Background information
- Born: March 22, 1948 Winchester, Indiana, U.S.
- Died: August 5, 1993 (aged 45) Dayton, Ohio, U.S.
- Occupation: Musician
- Instrument: Bass guitar
- Formerly of: The McCoys; Johnny Winter; Edgar Winter; Montrose;

= Randy Jo Hobbs =

American bassist (1948–1993)

Randy Jo Hobbs (March 22, 1948 – August 5, 1993) was an American musician. He played bass for The McCoys during the 1965–1969 period and in the bands of the brothers Edgar Winter and Johnny Winter during 1970–1976.

==Career==
Hobbs played bass with Jimi Hendrix on some 1968 live sessions which were later released unofficially as Woke Up This Morning and Found Myself Dead (1980) and New York Sessions (1998), and officially as Bleeding Heart (1994).
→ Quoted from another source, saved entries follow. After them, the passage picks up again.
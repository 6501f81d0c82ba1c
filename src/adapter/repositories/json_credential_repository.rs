//! JSON Credential Repository Implementation
//!
//! CredentialRepositoryのJSON実装（認証情報をトークンファイルで永続化）

use anyhow::{Context, Result};
use async_trait::async_trait;
use chrono::{DateTime, Utc};
use log::info;
use serde::{Deserialize, Serialize};
use std::fs;
use std::path::{Path, PathBuf};

use crate::domain::repositories::credential_repository::{Credential, CredentialRepository};

/// JSONファイルベースの認証情報リポジトリ
pub struct JsonCredentialRepository {
    path: PathBuf,
}

/// トークンファイル（authorized user 形式）の内部表現
#[derive(Debug, Deserialize, Serialize)]
struct TokenJson {
    token: String,
    #[serde(default)]
    refresh_token: Option<String>,
    token_uri: String,
    client_id: String,
    client_secret: String,
    #[serde(default)]
    scopes: Vec<String>,
    #[serde(default)]
    expiry: Option<DateTime<Utc>>,
}

impl JsonCredentialRepository {
    /// 新しいリポジトリを作成
    pub fn new(path: impl Into<PathBuf>) -> Self {
        Self { path: path.into() }
    }

    /// ファイルから読み込む（同期処理）
    fn load_sync(path: &Path) -> Result<Option<TokenJson>> {
        if !path.exists() {
            info!("No token file found at {}", path.display());
            return Ok(None);
        }

        let content = fs::read_to_string(path).context("Failed to read token file")?;
        let token: TokenJson =
            serde_json::from_str(&content).context("Failed to parse token JSON")?;

        Ok(Some(token))
    }

    /// ファイルに保存する（同期処理）
    fn save_sync(path: &Path, token: &TokenJson) -> Result<()> {
        if let Some(parent) = path.parent() {
            if !parent.as_os_str().is_empty() {
                fs::create_dir_all(parent).context("Failed to create token directory")?;
            }
        }

        let json = serde_json::to_string_pretty(token).context("Failed to serialize token")?;
        fs::write(path, json).context("Failed to write token file")?;

        info!("Saved credentials to {}", path.display());
        Ok(())
    }

    /// JSON形式からDomain形式に変換
    fn to_domain(token: TokenJson) -> Credential {
        Credential {
            token: token.token,
            refresh_token: token.refresh_token,
            token_uri: token.token_uri,
            client_id: token.client_id,
            client_secret: token.client_secret,
            scopes: token.scopes,
            expiry: token.expiry,
        }
    }

    /// Domain形式からJSON形式に変換
    fn from_domain(credential: &Credential) -> TokenJson {
        TokenJson {
            token: credential.token.clone(),
            refresh_token: credential.refresh_token.clone(),
            token_uri: credential.token_uri.clone(),
            client_id: credential.client_id.clone(),
            client_secret: credential.client_secret.clone(),
            scopes: credential.scopes.clone(),
            expiry: credential.expiry,
        }
    }
}

#[async_trait]
impl CredentialRepository for JsonCredentialRepository {
    async fn load(&self) -> Result<Option<Credential>> {
        let path = self.path.clone();
        let token = tokio::task::spawn_blocking(move || Self::load_sync(&path))
            .await
            .map_err(|e| anyhow::anyhow!("Failed to spawn blocking task: {}", e))??;

        Ok(token.map(Self::to_domain))
    }

    async fn save(&self, credential: &Credential) -> Result<()> {
        let path = self.path.clone();
        let token = Self::from_domain(credential);
        tokio::task::spawn_blocking(move || Self::save_sync(&path, &token))
            .await
            .map_err(|e| anyhow::anyhow!("Failed to spawn blocking task: {}", e))??;

        Ok(())
    }
}

#[cfg(test)]
mod tests {
    use super::*;
    use chrono::TimeZone;
    use std::io::Write;
    use tempfile::{NamedTempFile, TempDir};

    #[test]
    fn test_load_nonexistent_file() {
        let result = JsonCredentialRepository::load_sync(Path::new("/nonexistent/token.json"));
        assert!(result.unwrap().is_none());
    }

    #[test]
    fn test_load_authorized_user_file() {
        let mut file = NamedTempFile::new().unwrap();
        let json = r#"{
            "token": "ya29.access",
            "refresh_token": "1//refresh",
            "token_uri": "https://oauth2.googleapis.com/token",
            "client_id": "client.apps.googleusercontent.com",
            "client_secret": "secret",
            "scopes": ["https://www.googleapis.com/auth/drive"],
            "expiry": "2022-07-06T04:31:12.123456Z",
            "universe_domain": "googleapis.com"
        }"#;
        file.write_all(json.as_bytes()).unwrap();

        let token = JsonCredentialRepository::load_sync(file.path())
            .unwrap()
            .unwrap();

        assert_eq!(token.token, "ya29.access");
        assert_eq!(token.refresh_token.as_deref(), Some("1//refresh"));
        assert_eq!(token.scopes, vec!["https://www.googleapis.com/auth/drive"]);
        assert_eq!(
            token.expiry.unwrap().timestamp(),
            Utc.with_ymd_and_hms(2022, 7, 6, 4, 31, 12).unwrap().timestamp()
        );
    }

    #[test]
    fn test_load_malformed_file() {
        let mut file = NamedTempFile::new().unwrap();
        file.write_all(b"not json").unwrap();

        assert!(JsonCredentialRepository::load_sync(file.path()).is_err());
    }

    #[tokio::test]
    async fn test_save_and_reload() {
        let temp_dir = TempDir::new().unwrap();
        let path = temp_dir.path().join("nested").join("token.json");
        let repository = JsonCredentialRepository::new(&path);

        let credential = Credential {
            token: "access".to_string(),
            refresh_token: Some("refresh".to_string()),
            token_uri: "https://oauth2.googleapis.com/token".to_string(),
            client_id: "client".to_string(),
            client_secret: "secret".to_string(),
            scopes: vec!["https://www.googleapis.com/auth/drive".to_string()],
            expiry: Some(Utc.with_ymd_and_hms(2024, 12, 25, 10, 0, 0).unwrap()),
        };

        repository.save(&credential).await.unwrap();
        let loaded = repository.load().await.unwrap();

        assert_eq!(loaded, Some(credential));
    }
}
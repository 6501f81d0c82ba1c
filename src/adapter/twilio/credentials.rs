//! Twilio Credentials
//!
//! メッセージング用の認証情報ファイル（読み込み専用）

use anyhow::{Context, Result};
use serde::Deserialize;
use std::fs;
use std::path::Path;

/// `{"account_sid": "...", "auth_token": "..."}`
#[derive(Debug, Clone, PartialEq, Eq, Deserialize)]
pub struct MessagingCredentials {
    pub account_sid: String,
    pub auth_token: String,
}

impl MessagingCredentials {
    pub fn load(path: &Path) -> Result<Self> {
        let content = fs::read_to_string(path).with_context(|| {
            format!("Failed to read messaging credentials: {}", path.display())
        })?;
        serde_json::from_str(&content).context("Failed to parse messaging credentials JSON")
    }
}
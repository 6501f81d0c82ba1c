//! # Domain Repositories
//!
//! Repository trait（インターフェース）定義
//!
//! ## 特徴
//!
//! - Domain層では実装を持たない（traitの定義のみ）
//! - Adapter層で具体的な実装を提供
//! - 依存性逆転の原則（DIP）を実現

pub mod credential_repository;
pub mod messaging_repository;
pub mod photo_repository;
pub mod storage_repository;
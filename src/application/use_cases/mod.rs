//! # Use Cases
//!
//! アプリケーションのビジネスフロー（ユースケース）
//!
//! ## ユースケース
//!
//! - **AuthenticateUseCase**: 認証情報の読み込み・更新・取得
//! - **UploadBatchUseCase**: 写真のバッチアップロード
//! - **DistributeBatchUseCase**: バッチのダウンロードURL配信

pub mod authenticate;
pub mod distribute_batch;
pub mod upload_batch;
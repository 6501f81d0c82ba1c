//! # Download URL Service
//!
//! オブジェクトIDから公開ダウンロードURLを組み立てる

use crate::domain::entities::photo::RemoteObject;

/// 公開ダウンロードURLの組み立て
pub struct DownloadUrlService;

impl DownloadUrlService {
    /// `https://<storage-host>/uc?id=<objectId>&export=download` を返す
    ///
    /// ```
    /// use photobatch::domain::services::download_url::DownloadUrlService;
    ///
    /// let url = DownloadUrlService::build("drive.google.com", "id1");
    /// assert_eq!(url, "https://drive.google.com/uc?id=id1&export=download");
    /// ```
    pub fn build(storage_host: &str, object_id: &str) -> String {
        format!(
            "https://{}/uc?id={}&export=download",
            storage_host, object_id
        )
    }

    /// オブジェクトの並び順を保ったままURLを組み立てる
    pub fn build_all(storage_host: &str, objects: &[RemoteObject]) -> Vec<String> {
        objects
            .iter()
            .map(|object| Self::build(storage_host, &object.id))
            .collect()
    }
}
He joined up with a later version of Montrose, appearing on the Jump on It album, released in 1976. That same year, Hobbs also played bass on Rick Derringer's album with Dick Glass, Glass Derringer.

==Death==
Hobbs was found dead of heart failure due to drug-related complications, aged 45, in a hotel room in Dayton, Ohio, in 1993.